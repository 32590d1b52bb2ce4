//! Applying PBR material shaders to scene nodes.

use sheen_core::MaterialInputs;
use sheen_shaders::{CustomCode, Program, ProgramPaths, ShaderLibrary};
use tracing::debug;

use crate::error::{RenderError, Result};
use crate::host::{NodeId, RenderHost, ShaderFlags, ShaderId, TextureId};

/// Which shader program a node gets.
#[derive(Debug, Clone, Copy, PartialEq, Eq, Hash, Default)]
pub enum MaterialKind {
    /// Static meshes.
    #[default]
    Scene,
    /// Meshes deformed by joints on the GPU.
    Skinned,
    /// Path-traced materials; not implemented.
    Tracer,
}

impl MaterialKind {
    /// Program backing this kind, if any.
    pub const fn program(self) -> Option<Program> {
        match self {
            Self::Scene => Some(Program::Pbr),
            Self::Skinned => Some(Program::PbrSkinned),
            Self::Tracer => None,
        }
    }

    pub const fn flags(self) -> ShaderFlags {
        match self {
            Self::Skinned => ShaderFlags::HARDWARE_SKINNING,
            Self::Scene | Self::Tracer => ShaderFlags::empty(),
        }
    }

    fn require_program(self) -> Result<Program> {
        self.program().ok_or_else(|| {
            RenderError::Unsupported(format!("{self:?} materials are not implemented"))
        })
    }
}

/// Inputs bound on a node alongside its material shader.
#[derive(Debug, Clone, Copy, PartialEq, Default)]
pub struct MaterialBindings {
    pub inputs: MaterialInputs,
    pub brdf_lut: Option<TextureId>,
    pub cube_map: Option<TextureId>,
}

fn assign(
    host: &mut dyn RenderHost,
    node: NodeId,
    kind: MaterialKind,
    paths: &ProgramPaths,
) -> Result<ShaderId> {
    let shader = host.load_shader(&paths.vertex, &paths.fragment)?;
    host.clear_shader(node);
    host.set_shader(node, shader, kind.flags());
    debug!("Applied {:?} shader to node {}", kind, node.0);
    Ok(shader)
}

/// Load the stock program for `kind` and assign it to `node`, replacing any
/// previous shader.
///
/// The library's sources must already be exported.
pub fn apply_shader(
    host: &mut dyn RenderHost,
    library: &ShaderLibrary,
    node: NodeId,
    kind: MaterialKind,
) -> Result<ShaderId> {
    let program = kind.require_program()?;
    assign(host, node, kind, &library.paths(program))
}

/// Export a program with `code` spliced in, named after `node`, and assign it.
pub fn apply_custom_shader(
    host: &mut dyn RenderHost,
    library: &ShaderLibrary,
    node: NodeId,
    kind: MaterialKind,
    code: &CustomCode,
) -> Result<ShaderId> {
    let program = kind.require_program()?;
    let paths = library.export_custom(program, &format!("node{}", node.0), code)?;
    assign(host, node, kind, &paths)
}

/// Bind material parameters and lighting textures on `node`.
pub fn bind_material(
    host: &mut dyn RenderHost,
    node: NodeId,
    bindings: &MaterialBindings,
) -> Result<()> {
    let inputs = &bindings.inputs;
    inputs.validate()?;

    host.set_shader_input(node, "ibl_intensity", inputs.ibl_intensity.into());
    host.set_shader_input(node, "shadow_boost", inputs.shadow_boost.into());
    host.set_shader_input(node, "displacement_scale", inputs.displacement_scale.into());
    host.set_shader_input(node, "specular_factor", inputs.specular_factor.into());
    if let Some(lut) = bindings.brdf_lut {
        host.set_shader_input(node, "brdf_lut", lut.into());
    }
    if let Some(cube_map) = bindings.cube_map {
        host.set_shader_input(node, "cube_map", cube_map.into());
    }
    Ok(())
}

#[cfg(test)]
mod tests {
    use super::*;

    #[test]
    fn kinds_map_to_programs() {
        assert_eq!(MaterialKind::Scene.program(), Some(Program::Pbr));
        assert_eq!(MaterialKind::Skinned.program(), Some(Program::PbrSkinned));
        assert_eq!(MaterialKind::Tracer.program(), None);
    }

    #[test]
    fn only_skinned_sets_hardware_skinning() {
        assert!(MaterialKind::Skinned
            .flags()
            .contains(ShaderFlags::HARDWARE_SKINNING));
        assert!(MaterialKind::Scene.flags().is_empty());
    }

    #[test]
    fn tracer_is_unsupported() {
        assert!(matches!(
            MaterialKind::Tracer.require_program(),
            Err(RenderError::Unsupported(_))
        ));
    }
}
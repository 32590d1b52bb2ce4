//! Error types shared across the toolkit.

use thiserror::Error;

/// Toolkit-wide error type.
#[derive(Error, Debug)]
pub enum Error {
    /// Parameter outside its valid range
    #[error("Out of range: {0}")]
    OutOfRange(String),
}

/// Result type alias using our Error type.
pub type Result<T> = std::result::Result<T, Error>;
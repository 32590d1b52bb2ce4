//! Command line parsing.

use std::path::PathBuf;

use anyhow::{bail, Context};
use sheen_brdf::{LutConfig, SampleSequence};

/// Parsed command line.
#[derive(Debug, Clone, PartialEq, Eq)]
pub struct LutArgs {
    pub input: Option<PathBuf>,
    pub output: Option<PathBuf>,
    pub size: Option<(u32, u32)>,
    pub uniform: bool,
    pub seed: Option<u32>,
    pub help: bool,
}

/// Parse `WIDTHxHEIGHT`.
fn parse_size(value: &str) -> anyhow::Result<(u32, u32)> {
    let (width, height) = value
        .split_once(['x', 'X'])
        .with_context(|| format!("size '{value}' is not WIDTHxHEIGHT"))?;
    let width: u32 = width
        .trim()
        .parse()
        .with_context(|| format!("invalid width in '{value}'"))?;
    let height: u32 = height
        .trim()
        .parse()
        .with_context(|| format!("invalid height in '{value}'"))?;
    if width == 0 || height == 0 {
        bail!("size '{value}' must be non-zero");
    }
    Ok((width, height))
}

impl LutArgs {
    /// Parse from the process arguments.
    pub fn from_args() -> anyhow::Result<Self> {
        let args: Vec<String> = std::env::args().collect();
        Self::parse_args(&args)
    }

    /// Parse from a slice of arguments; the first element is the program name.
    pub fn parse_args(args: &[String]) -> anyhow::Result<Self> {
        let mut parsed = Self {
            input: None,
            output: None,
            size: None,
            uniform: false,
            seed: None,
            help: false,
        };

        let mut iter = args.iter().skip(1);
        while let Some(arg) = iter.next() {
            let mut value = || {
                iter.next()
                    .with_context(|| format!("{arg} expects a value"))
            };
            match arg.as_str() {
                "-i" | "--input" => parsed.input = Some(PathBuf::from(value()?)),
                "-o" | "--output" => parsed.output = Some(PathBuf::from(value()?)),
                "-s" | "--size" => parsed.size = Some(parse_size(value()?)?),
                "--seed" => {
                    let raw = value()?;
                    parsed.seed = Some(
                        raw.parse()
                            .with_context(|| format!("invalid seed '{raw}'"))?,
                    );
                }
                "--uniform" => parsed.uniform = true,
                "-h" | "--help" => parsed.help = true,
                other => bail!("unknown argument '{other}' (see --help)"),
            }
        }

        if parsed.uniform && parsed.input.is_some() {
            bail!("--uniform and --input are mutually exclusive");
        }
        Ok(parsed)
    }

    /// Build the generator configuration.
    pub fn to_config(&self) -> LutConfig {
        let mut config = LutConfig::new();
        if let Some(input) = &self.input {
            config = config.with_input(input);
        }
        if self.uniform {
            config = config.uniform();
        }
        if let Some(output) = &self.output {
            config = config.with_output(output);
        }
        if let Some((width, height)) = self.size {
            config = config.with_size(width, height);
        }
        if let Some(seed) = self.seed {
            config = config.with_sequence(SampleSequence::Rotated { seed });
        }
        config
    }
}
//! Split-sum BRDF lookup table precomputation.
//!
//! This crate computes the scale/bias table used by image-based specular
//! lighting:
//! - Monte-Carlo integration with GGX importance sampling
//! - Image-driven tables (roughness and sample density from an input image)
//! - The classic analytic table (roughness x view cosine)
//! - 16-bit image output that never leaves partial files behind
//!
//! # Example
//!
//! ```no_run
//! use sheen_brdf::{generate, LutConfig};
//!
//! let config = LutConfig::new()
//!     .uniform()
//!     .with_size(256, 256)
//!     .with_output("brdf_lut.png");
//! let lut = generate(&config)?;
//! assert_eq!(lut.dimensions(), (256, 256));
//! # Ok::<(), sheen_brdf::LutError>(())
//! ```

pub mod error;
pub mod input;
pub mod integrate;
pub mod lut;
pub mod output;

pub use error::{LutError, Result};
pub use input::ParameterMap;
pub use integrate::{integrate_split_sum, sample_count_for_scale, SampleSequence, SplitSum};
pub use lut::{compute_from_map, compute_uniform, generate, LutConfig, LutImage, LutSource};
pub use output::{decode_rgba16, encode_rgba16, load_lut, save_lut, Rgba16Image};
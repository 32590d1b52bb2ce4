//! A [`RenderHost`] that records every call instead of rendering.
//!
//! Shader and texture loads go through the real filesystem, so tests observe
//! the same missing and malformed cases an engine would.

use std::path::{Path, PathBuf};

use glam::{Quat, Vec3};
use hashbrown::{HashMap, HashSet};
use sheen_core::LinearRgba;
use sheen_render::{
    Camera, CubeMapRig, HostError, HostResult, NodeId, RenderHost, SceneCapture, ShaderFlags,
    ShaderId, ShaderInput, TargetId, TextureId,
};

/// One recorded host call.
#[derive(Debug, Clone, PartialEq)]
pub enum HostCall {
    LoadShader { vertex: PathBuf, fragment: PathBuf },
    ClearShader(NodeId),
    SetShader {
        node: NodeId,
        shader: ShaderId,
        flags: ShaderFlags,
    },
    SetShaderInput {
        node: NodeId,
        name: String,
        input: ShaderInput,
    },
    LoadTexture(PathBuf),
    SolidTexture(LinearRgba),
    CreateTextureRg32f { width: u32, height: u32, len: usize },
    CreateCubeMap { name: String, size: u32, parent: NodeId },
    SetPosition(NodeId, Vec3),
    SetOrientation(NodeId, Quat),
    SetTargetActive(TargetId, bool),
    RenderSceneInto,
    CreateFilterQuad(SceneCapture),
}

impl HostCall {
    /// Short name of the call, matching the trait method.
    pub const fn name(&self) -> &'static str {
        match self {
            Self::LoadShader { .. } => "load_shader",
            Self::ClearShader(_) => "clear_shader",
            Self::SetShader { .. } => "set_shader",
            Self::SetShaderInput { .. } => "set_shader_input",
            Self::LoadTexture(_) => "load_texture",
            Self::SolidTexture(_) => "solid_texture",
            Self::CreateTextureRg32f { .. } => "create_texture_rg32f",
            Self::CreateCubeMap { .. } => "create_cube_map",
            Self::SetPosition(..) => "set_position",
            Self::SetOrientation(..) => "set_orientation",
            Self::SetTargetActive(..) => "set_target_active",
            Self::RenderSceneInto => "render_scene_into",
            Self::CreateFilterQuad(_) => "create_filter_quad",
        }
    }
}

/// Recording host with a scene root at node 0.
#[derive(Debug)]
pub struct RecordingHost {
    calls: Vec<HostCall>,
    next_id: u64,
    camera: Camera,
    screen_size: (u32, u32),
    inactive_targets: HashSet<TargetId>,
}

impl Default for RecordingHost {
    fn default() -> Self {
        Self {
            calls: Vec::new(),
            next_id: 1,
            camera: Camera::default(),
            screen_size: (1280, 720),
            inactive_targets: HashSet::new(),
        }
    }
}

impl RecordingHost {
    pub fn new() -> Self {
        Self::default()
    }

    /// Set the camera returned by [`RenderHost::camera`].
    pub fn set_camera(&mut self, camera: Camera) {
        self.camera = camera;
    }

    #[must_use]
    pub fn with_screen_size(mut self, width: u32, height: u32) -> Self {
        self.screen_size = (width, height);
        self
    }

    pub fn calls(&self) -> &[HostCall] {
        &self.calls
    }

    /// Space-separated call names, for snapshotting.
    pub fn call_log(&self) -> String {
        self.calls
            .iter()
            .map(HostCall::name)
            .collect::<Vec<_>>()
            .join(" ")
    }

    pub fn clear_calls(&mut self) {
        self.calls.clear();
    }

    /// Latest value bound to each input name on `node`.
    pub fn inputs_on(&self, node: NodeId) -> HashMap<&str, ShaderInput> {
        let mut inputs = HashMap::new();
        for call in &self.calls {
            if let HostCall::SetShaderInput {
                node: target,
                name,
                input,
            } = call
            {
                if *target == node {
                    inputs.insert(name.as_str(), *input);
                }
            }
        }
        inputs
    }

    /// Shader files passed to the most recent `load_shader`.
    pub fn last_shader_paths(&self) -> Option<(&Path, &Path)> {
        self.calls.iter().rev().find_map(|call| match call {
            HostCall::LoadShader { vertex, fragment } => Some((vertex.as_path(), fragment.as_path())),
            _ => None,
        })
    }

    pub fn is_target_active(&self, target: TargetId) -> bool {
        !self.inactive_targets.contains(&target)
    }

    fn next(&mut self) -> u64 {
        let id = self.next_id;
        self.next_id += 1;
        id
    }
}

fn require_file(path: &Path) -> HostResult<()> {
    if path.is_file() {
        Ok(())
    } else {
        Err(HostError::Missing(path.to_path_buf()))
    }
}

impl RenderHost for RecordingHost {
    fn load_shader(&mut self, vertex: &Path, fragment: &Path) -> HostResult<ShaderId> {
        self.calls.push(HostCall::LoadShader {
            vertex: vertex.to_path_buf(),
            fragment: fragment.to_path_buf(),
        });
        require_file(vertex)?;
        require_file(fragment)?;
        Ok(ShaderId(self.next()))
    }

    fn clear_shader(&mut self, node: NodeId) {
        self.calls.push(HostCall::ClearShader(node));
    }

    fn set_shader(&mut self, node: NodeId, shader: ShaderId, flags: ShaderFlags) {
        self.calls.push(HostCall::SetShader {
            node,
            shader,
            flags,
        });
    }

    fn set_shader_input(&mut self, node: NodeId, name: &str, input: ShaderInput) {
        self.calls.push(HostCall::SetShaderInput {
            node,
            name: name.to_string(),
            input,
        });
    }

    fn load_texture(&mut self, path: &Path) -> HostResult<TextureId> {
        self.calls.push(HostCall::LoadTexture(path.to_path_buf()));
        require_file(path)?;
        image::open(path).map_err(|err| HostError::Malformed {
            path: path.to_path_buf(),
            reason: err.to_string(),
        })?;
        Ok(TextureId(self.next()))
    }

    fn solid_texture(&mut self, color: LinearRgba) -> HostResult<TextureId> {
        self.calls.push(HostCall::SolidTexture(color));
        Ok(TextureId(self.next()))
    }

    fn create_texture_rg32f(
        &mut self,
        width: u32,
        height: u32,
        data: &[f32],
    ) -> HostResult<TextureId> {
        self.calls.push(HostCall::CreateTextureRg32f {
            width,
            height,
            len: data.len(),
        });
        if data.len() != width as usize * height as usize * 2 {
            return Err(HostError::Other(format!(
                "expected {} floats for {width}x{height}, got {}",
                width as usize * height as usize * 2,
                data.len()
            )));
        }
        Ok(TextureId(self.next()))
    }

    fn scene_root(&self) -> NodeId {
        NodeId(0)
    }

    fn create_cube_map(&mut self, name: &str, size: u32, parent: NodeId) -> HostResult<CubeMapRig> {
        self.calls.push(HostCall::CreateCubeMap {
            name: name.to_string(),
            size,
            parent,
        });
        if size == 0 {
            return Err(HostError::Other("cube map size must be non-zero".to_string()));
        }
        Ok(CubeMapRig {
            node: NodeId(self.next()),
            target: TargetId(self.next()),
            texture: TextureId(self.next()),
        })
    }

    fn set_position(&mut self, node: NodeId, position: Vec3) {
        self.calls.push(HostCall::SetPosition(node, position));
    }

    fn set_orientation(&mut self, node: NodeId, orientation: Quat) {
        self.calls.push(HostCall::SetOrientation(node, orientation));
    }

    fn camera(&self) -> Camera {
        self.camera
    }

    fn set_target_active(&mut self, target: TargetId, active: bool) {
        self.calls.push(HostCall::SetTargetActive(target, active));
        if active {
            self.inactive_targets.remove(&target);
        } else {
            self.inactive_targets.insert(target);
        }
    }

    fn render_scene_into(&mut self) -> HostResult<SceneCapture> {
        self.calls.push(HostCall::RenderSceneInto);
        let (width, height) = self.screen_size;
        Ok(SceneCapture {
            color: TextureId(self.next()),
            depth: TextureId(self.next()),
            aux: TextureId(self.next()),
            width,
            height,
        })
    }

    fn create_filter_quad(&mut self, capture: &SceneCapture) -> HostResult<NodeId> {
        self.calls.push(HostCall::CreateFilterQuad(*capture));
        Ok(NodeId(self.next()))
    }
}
────────────────
Task details:
Every line with the word "anyhow" in it should be copied from the listing above.

Your response:
use anyhow::{bail, Context};
fn parse_size(value: &str) -> anyhow::Result<(u32, u32)> {
    pub fn from_args() -> anyhow::Result<Self> {
    pub fn parse_args(args: &[String]) -> anyhow::Result<Self> {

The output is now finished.